Creemos que vale la pena, ahora que estamos en el terreno de lo nuestro, aceptar que desde las páginas de cultura restringida no conocemos mucho las necesidades reales de los lectores. Algunos conocen cuestiones superficiales, extraídas de las encuestas rápidas de preguntas bobas hechas a los lectores, clasificadas a granel. Pero muy pocos conocen la necesidad de individualización de los lectores, la búsqueda del placer estético especial para aumentar su sentimiento de ser más que una pieza en un ajedrez manejado por figuras todopoderosas y transformarse en un ser específico e individualizado, y la urgencia que experimentan para la defensa de sus espacios particulares de expresión personal. Y el problema es que este lector existe, pero no lo estamos atendiendo.
Adicionalmente, como reconocía con extraordinaria belleza José Martí, si reconocemos que si ofrecemos cultura, como opción adulta, haremos personas libres, fácilmente podremos concluir que nuestra labor tiene una extraordinaria importancia, especialmente en la dirección de hacer pueblos definidos y personalizados en cada uno de nuestros países. Concebida la cultura como base para la conquista de la libertad, tiene un efecto extraordinario para quienes nos encargamos de su divulgación, especialmente los que han sufrido, desde la modernización de los periódicos de los países pequeños (casi siempre animados desde España), el escarnio y el menosprecio que se les dispensan a los que ejercen oficios para los cuales no hay demanda. Como los afiladores de cuchillos, los afinadores de órganos o los especialistas en ayudar a los gatos a perder al miedo a la oscuridad.
Descubiertas las necesidades de los lectores, podemos organizar nuevas y sugerentes ofertas que hasta ahora no hemos explorado.
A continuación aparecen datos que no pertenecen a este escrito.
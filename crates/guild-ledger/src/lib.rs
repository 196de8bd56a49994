#![deny(warnings)]

//! Member ledger: each member's latest self-reported resource holdings.
//!
//! Storage sits behind the [`LedgerStore`] trait so the ledger can be passed
//! explicitly and swapped in tests. [`MemberLedger`] owns the input rules:
//! whole-entry replacement, unknown resources rejected, negative quantities
//! clamped to zero and blank identifiers ignored.

use guild_core::{Catalog, Holdings, MemberId, ResourceName};
use std::collections::BTreeMap;
use thiserror::Error;
use tracing::{debug, info, warn};

/// Errors produced when a submission cannot be stored.
#[derive(Debug, Error, PartialEq)]
pub enum LedgerError {
    /// The submission names a resource outside the catalog.
    #[error("unknown resource: {0}")]
    UnknownResource(String),
}

/// Result of a save.
#[derive(Clone, Copy, Debug, PartialEq, Eq)]
pub enum UpsertOutcome {
    /// First submission for this member.
    Inserted,
    /// Previous submission replaced wholesale.
    Replaced,
    /// Blank identifier; nothing stored.
    Ignored,
}

/// Backing storage for member entries.
pub trait LedgerStore {
    /// Store `holdings` for `id`, returning the previous entry if any.
    fn put(&mut self, id: MemberId, holdings: Holdings) -> Option<Holdings>;
    fn get(&self, id: &str) -> Option<&Holdings>;
    /// All entries in identifier order.
    fn all(&self) -> &BTreeMap<MemberId, Holdings>;

    fn len(&self) -> usize {
        self.all().len()
    }

    fn is_empty(&self) -> bool {
        self.all().is_empty()
    }
}

/// Process-local store; the default for a single running instance.
#[derive(Clone, Debug, Default)]
pub struct InMemoryStore {
    entries: BTreeMap<MemberId, Holdings>,
}

impl LedgerStore for InMemoryStore {
    fn put(&mut self, id: MemberId, holdings: Holdings) -> Option<Holdings> {
        self.entries.insert(id, holdings)
    }

    fn get(&self, id: &str) -> Option<&Holdings> {
        self.entries.get(id)
    }

    fn all(&self) -> &BTreeMap<MemberId, Holdings> {
        &self.entries
    }
}

/// Validating front of a [`LedgerStore`].
#[derive(Clone, Debug)]
pub struct MemberLedger<S = InMemoryStore> {
    base_resources: Vec<ResourceName>,
    store: S,
}

impl MemberLedger<InMemoryStore> {
    /// Empty in-memory ledger accepting the catalog's base resources.
    pub fn new(catalog: &Catalog) -> Self {
        Self::with_store(catalog, InMemoryStore::default())
    }
}

impl<S: LedgerStore> MemberLedger<S> {
    pub fn with_store(catalog: &Catalog, store: S) -> Self {
        Self {
            base_resources: catalog.base_resources.clone(),
            store,
        }
    }

    /// Insert or fully replace the entry for `id`.
    ///
    /// Every base resource is stored; ones missing from `quantities` become 0.
    /// A repeated resource keeps its last value. Negative values are clamped
    /// to 0. Any unknown resource rejects the whole submission and leaves the
    /// previous entry untouched.
    pub fn upsert<I, K>(&mut self, id: &str, quantities: I) -> Result<UpsertOutcome, LedgerError>
    where
        I: IntoIterator<Item = (K, i64)>,
        K: AsRef<str>,
    {
        let Some(member) = MemberId::parse(id) else {
            debug!("ignoring submission with blank member id");
            return Ok(UpsertOutcome::Ignored);
        };

        let mut holdings: Holdings = self
            .base_resources
            .iter()
            .map(|r| (r.clone(), 0))
            .collect();
        for (name, qty) in quantities {
            let name = name.as_ref();
            let Some(slot) = holdings.get_mut(name) else {
                return Err(LedgerError::UnknownResource(name.to_string()));
            };
            if qty < 0 {
                warn!(member = %member, resource = name, qty, "negative quantity clamped to 0");
            }
            *slot = u64::try_from(qty).unwrap_or(0);
        }

        let outcome = match self.store.put(member.clone(), holdings) {
            Some(_) => UpsertOutcome::Replaced,
            None => UpsertOutcome::Inserted,
        };
        info!(member = %member, ?outcome, "saved member holdings");
        Ok(outcome)
    }

    /// The member's last submission, if any.
    pub fn get(&self, id: &str) -> Option<&Holdings> {
        self.store.get(id.trim())
    }

    /// Form values for `id`: every base resource, 0 where nothing was saved.
    pub fn prefill(&self, id: &str) -> Holdings {
        let prev = self.get(id);
        self.base_resources
            .iter()
            .map(|r| {
                let qty = prev.and_then(|h| h.get(r)).copied().unwrap_or(0);
                (r.clone(), qty)
            })
            .collect()
    }

    pub fn all(&self) -> &BTreeMap<MemberId, Holdings> {
        self.store.all()
    }

    pub fn len(&self) -> usize {
        self.store.len()
    }

    pub fn is_empty(&self) -> bool {
        self.store.is_empty()
    }

    pub fn base_resources(&self) -> &[ResourceName] {
        &self.base_resources
    }
}
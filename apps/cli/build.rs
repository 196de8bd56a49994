use std::process::Command;
use std::time::{SystemTime, UNIX_EPOCH};

fn git(args: &[&str]) -> Option<String> {
    let out = Command::new("git").args(args).output().ok()?;
    let s = String::from_utf8(out.stdout).ok()?;
    let s = s.trim();
    (!s.is_empty()).then(|| s.to_string())
}

fn main() {
    let sha = git(&["rev-parse", "--short=12", "HEAD"]).unwrap_or_else(|| "unknown".to_string());
    println!("cargo:rustc-env=GIT_SHA={sha}");
    // Commit date when available, else build time in epoch seconds.
    let date = git(&["show", "-s", "--format=%ci", "HEAD"]).unwrap_or_else(|| {
        SystemTime::now()
            .duration_since(UNIX_EPOCH)
            .map(|d| d.as_secs().to_string())
            .unwrap_or_else(|_| "unknown".to_string())
    });
    println!("cargo:rustc-env=BUILD_DATE={date}");
    println!("cargo:rerun-if-changed=.git/HEAD");
}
Podemos ampliar los espacios de la cultura restringida, incorporar temas y asuntos hasta ahora marginales, pero que ahora ocupan especial atención. Se nos ocurren, en términos de ejemplo, elementos culturales relacionadas con los inmigrantes, sus fórmulas de ajuste a las sociedades recipientes y las expresiones poéticas de su soledad existencial. Solo es un tema. Debe de haber muchos más que todos estamos en capacidad de explorar, convencidos de que mientras haya lectores que privilegien nuestras secciones culturales restringidas, que reciten los versos de nuestros poetas y se enfrenten a la muerte y a la vida, con valentía, recordando los valores éticos de los personajes de las novelas que escriben nuestros trabajadores de la cultura, siempre habrá espacio en los periódicos para la cultura restringida, no porque sus dueños y líderes sean tan dóciles a la voluntad popular, sino en simple obediencia a los anunciantes que siempre privilegian lo que compran los consumidores.